(Records contained in a dataset)
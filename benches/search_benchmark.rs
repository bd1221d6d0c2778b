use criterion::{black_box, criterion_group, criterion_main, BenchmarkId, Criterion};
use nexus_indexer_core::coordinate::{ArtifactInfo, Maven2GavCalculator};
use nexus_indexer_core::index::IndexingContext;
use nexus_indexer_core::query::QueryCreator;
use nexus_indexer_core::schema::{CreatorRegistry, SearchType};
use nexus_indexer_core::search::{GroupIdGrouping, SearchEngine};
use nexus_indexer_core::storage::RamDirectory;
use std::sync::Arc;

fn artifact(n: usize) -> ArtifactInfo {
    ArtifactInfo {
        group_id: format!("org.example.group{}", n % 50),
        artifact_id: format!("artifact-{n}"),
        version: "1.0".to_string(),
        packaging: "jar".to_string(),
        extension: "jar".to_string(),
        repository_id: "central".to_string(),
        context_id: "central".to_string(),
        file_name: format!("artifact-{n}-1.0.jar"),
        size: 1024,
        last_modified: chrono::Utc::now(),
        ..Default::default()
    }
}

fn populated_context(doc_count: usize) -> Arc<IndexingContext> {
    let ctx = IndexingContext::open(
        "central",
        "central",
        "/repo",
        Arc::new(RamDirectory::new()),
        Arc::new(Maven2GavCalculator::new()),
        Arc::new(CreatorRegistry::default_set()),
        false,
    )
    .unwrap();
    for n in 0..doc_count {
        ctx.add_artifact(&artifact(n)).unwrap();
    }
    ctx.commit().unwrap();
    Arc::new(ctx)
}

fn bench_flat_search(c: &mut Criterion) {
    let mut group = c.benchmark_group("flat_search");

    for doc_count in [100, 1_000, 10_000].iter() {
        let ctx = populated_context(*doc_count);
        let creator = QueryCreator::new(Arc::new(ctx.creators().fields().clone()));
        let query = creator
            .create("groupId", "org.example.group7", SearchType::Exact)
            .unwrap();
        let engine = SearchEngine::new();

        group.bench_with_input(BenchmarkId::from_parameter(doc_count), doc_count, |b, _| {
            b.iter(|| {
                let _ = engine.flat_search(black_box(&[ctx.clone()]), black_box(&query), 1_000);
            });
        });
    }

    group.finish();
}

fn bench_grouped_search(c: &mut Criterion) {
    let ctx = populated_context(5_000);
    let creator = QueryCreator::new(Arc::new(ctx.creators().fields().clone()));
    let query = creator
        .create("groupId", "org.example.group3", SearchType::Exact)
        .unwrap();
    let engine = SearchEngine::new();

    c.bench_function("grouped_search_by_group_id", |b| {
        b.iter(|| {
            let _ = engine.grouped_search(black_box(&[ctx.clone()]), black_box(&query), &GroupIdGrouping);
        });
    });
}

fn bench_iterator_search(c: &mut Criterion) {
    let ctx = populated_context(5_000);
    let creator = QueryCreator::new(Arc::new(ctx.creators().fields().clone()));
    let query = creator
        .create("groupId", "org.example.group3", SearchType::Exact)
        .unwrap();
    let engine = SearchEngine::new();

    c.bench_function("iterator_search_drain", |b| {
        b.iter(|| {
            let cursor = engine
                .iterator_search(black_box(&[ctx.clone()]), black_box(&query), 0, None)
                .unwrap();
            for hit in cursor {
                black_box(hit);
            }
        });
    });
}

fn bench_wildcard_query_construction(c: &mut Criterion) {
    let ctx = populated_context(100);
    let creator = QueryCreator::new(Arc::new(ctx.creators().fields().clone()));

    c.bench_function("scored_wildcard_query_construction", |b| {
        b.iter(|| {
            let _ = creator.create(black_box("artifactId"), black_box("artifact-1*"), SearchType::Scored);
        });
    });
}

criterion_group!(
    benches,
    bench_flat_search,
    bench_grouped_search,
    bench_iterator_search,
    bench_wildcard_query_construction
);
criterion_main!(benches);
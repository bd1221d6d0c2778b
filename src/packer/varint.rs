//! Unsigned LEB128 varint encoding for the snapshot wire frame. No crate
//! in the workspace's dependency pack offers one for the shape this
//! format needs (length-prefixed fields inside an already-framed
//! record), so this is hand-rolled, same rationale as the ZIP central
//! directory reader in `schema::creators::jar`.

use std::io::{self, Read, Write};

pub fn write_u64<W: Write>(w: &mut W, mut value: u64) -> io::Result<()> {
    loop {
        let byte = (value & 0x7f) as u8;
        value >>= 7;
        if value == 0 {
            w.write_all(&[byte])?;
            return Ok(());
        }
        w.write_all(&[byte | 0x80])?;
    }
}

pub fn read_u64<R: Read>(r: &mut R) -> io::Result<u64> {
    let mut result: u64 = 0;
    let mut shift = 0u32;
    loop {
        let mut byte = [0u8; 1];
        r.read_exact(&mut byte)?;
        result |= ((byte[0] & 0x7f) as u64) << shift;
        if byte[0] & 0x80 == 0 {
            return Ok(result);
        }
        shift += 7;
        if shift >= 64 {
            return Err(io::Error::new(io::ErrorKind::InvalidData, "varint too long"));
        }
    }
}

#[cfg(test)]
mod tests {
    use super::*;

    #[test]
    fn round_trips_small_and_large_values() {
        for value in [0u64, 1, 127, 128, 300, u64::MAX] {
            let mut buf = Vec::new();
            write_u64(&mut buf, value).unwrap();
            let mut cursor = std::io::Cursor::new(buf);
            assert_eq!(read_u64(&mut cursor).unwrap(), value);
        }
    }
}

GOAL OF THE EXERCISE:
Retrieve all lines from the data that contain the string "clone".

WRITTEN SOLUTION:
        let creator = QueryCreator::new(Arc::new(ctx.creators().fields().clone()));
                let _ = engine.flat_search(black_box(&[ctx.clone()]), black_box(&query), 1_000);
    let creator = QueryCreator::new(Arc::new(ctx.creators().fields().clone()));
            let _ = engine.grouped_search(black_box(&[ctx.clone()]), black_box(&query), &GroupIdGrouping);
    let creator = QueryCreator::new(Arc::new(ctx.creators().fields().clone()));
                .iterator_search(black_box(&[ctx.clone()]), black_box(&query), 0, None)
    let creator = QueryCreator::new(Arc::new(ctx.creators().fields().clone()));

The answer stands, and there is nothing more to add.